Collected data
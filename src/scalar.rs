//! Numeric element trait for generic matrices.
//!
//! Every matrix element type implements [`Scalar`]: the four arithmetic
//! operators, equality, and the `0`/`1` constants. Row reduction needs
//! division, which integer types only approximate, so the elimination
//! engine never divides in `T` — it converts every element to `f64`
//! through [`Scalar::to_f64`] and works there.

use core::fmt;
use core::iter::Sum;
use core::ops::{Add, AddAssign, Div, DivAssign, Mul, MulAssign, Sub, SubAssign};

/// Base trait for all numeric types storable in a [`Matrix`](crate::Matrix).
///
/// This intentionally does *not* require floating-point operations so
/// that integer matrices remain first-class citizens.
pub trait Scalar:
    Copy
    + Clone
    + fmt::Debug
    + fmt::Display
    + PartialEq
    + PartialOrd
    + Send
    + Sync
    + Add<Output = Self>
    + Sub<Output = Self>
    + Mul<Output = Self>
    + Div<Output = Self>
    + AddAssign
    + SubAssign
    + MulAssign
    + DivAssign
    + Sum
    + Default
    + 'static
{
    /// The additive identity (`0`).
    fn zero() -> Self;

    /// The multiplicative identity (`1`).
    fn one() -> Self;

    /// Widen to `f64` (used by the elimination engine).
    fn to_f64(self) -> f64;
}

macro_rules! impl_scalar_float {
    ($ty:ty) => {
        impl Scalar for $ty {
            #[inline]
            fn zero() -> Self {
                0.0
            }
            #[inline]
            fn one() -> Self {
                1.0
            }
            #[inline]
            fn to_f64(self) -> f64 {
                f64::from(self)
            }
        }
    };
}

impl_scalar_float!(f32);
impl_scalar_float!(f64);

macro_rules! impl_scalar_int {
    ($ty:ty) => {
        impl Scalar for $ty {
            #[inline]
            fn zero() -> Self {
                0
            }
            #[inline]
            fn one() -> Self {
                1
            }
            #[inline]
            #[allow(clippy::cast_precision_loss)]
            fn to_f64(self) -> f64 {
                self as f64
            }
        }
    };
}

impl_scalar_int!(i8);
impl_scalar_int!(i16);
impl_scalar_int!(i32);
impl_scalar_int!(i64);
impl_scalar_int!(u8);
impl_scalar_int!(u16);
impl_scalar_int!(u32);
impl_scalar_int!(u64);
impl_scalar_int!(usize);
impl_scalar_int!(isize);

#[cfg(test)]
#[allow(clippy::float_cmp)]
mod tests {
    use super::*;

    #[test]
    fn test_zero_one() {
        assert_eq!(f64::zero(), 0.0);
        assert_eq!(f64::one(), 1.0);
        assert_eq!(i32::zero(), 0);
        assert_eq!(i32::one(), 1);
    }

    #[test]
    fn test_to_f64() {
        assert_eq!(42_i64.to_f64(), 42.0);
        assert_eq!(2.5_f32.to_f64(), 2.5);
        assert_eq!(255_u8.to_f64(), 255.0);
    }
}
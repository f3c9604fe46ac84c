//! `echelon` — dense, generic-element matrices with a row-reduction core.
//!
//! The crate provides a single data structure, [`Matrix`], stored in
//! row-major order and generic over any numeric element implementing
//! [`Scalar`]. On top of it sit:
//!
//! - structural operations: transpose, resize, horizontal augmentation,
//!   rectangular sub-block extraction;
//! - a Gaussian elimination engine producing reduced row-echelon form;
//! - matrix inversion via `[A | I]` augmented-identity elimination;
//! - elementwise and matrix-product arithmetic.
//!
//! # Design
//!
//! - **Zero runtime dependencies** — everything is from scratch.
//! - Generic over element types via the [`Scalar`] trait; row reduction
//!   and inversion always produce `f64` matrices so that division is
//!   available regardless of the input element type.
//! - Buffers have exactly one owner. Handing a buffer off is a move
//!   ([`Matrix::into_vec`]); early destruction is `drop`. There is no
//!   way to reach a freed buffer.
//! - Fallible operations return [`MatrixError`] and never mutate their
//!   inputs on failure.

pub mod error;
pub mod linalg;
pub mod matrix;
pub mod scalar;

// Re-export key types at crate root for convenience.
pub use error::{MatrixError, Result};
pub use matrix::Matrix;
pub use scalar::Scalar;

/// Items intended for glob-import: `use echelon::prelude::*;`
pub mod prelude {
    pub use crate::error::{MatrixError, Result};
    pub use crate::matrix::Matrix;
    pub use crate::scalar::Scalar;
}
use core::fmt;

/// All errors returned by `echelon`.
///
/// Every failure is synchronous and indicates a caller error rather than
/// a transient condition; operations check their preconditions before
/// mutating anything, so operands are unchanged whenever an error is
/// returned.
#[derive(Debug, Clone, Copy, PartialEq, Eq)]
pub enum MatrixError {
    /// Operand shapes are incompatible for the requested operation.
    DimensionMismatch {
        expected: (usize, usize),
        got: (usize, usize),
    },

    /// A row literal has a different length from the first row.
    RaggedRow {
        row: usize,
        expected: usize,
        got: usize,
    },

    /// A flat buffer's length does not match the requested shape.
    InvalidShape {
        rows: usize,
        cols: usize,
        len: usize,
    },

    /// Sub-matrix bounds are inverted or lie outside the matrix.
    InvalidRange {
        row_bounds: (usize, usize),
        col_bounds: (usize, usize),
        shape: (usize, usize),
    },

    /// A `(row, column)` index is out of bounds.
    IndexOutOfBounds {
        index: (usize, usize),
        shape: (usize, usize),
    },

    /// Matrix is singular and cannot be inverted.
    Singular,
}

impl fmt::Display for MatrixError {
    fn fmt(&self, f: &mut fmt::Formatter<'_>) -> fmt::Result {
        match self {
            Self::DimensionMismatch { expected, got } => {
                write!(f, "dimension mismatch: expected {expected:?}, got {got:?}")
            }
            Self::RaggedRow { row, expected, got } => {
                write!(
                    f,
                    "ragged row literal: row {row} has {got} elements, expected {expected}"
                )
            }
            Self::InvalidShape { rows, cols, len } => {
                write!(
                    f,
                    "invalid shape: {rows}x{cols} needs {} elements, buffer has {len}",
                    rows * cols
                )
            }
            Self::InvalidRange {
                row_bounds,
                col_bounds,
                shape,
            } => {
                write!(
                    f,
                    "invalid sub-matrix range: rows {row_bounds:?}, columns {col_bounds:?} for shape {shape:?}"
                )
            }
            Self::IndexOutOfBounds { index, shape } => {
                write!(f, "index {index:?} out of bounds for shape {shape:?}")
            }
            Self::Singular => write!(f, "singular matrix"),
        }
    }
}

impl std::error::Error for MatrixError {}

/// Convenience alias used throughout `echelon`.
pub type Result<T> = std::result::Result<T, MatrixError>;
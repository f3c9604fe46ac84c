//! Matrix constructors: zero/constant fills, literals, and the identity.

use crate::error::{MatrixError, Result};
use crate::scalar::Scalar;

use super::Matrix;

impl<T: Scalar> Matrix<T> {
    /// Create a `rows x cols` matrix filled with zeros.
    ///
    /// ```
    /// # use echelon::Matrix;
    /// let m = Matrix::<f64>::zeros(2, 3);
    /// assert_eq!(m.shape(), (2, 3));
    /// assert!(m.iter().all(|&x| x == 0.0));
    /// ```
    pub fn zeros(rows: usize, cols: usize) -> Self {
        Self {
            data: vec![T::zero(); rows * cols],
            rows,
            cols,
        }
    }

    /// Create a `rows x cols` matrix filled with a constant value.
    pub fn full(rows: usize, cols: usize, value: T) -> Self {
        Self {
            data: vec![value; rows * cols],
            rows,
            cols,
        }
    }

    /// Create a matrix from a flat row-major buffer and a shape.
    ///
    /// Returns an error if `data.len()` does not equal `rows * cols`.
    pub fn from_vec(data: Vec<T>, rows: usize, cols: usize) -> Result<Self> {
        if data.len() != rows * cols {
            return Err(MatrixError::InvalidShape {
                rows,
                cols,
                len: data.len(),
            });
        }
        Ok(Self { data, rows, cols })
    }

    /// Create a matrix from a nested row literal.
    ///
    /// The column count is taken from the first row; every other row
    /// must have the same length.
    ///
    /// ```
    /// # use echelon::Matrix;
    /// let m = Matrix::from_rows(vec![vec![1, 2], vec![3, 4]]).unwrap();
    /// assert_eq!(m.shape(), (2, 2));
    /// assert_eq!(*m.get(1, 0).unwrap(), 3);
    /// ```
    pub fn from_rows(rows: Vec<Vec<T>>) -> Result<Self> {
        let row_count = rows.len();
        let col_count = rows.first().map_or(0, Vec::len);

        let mut data = Vec::with_capacity(row_count * col_count);
        for (r, row) in rows.into_iter().enumerate() {
            if row.len() != col_count {
                return Err(MatrixError::RaggedRow {
                    row: r,
                    expected: col_count,
                    got: row.len(),
                });
            }
            data.extend(row);
        }

        Ok(Self {
            data,
            rows: row_count,
            cols: col_count,
        })
    }

    /// Create an `n x n` identity matrix.
    ///
    /// ```
    /// # use echelon::Matrix;
    /// let eye = Matrix::<f64>::identity(3);
    /// assert_eq!(*eye.get(0, 0).unwrap(), 1.0);
    /// assert_eq!(*eye.get(0, 1).unwrap(), 0.0);
    /// ```
    pub fn identity(n: usize) -> Self {
        let mut data = vec![T::zero(); n * n];
        for i in 0..n {
            data[i * n + i] = T::one();
        }
        Self {
            data,
            rows: n,
            cols: n,
        }
    }
}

_Your task_: Every line above from the line with "Row reduction needs" to the line with "Add<Output = Self>" is wanted, ends included; write them out exactly and add no other line.

_Problem solution_:
//! operators, equality, and the `0`/`1` constants. Row reduction needs
//! division, which integer types only approximate, so the elimination
//! engine never divides in `T` — it converts every element to `f64`
//! through [`Scalar::to_f64`] and works there.

use core::fmt;
use core::iter::Sum;
use core::ops::{Add, AddAssign, Div, DivAssign, Mul, MulAssign, Sub, SubAssign};

/// Base trait for all numeric types storable in a [`Matrix`](crate::Matrix).
///
/// This intentionally does *not* require floating-point operations so
/// that integer matrices remain first-class citizens.
pub trait Scalar:
    Copy
    + Clone
    + fmt::Debug
    + fmt::Display
    + PartialEq
    + PartialOrd
    + Send
    + Sync
    + Add<Output = Self>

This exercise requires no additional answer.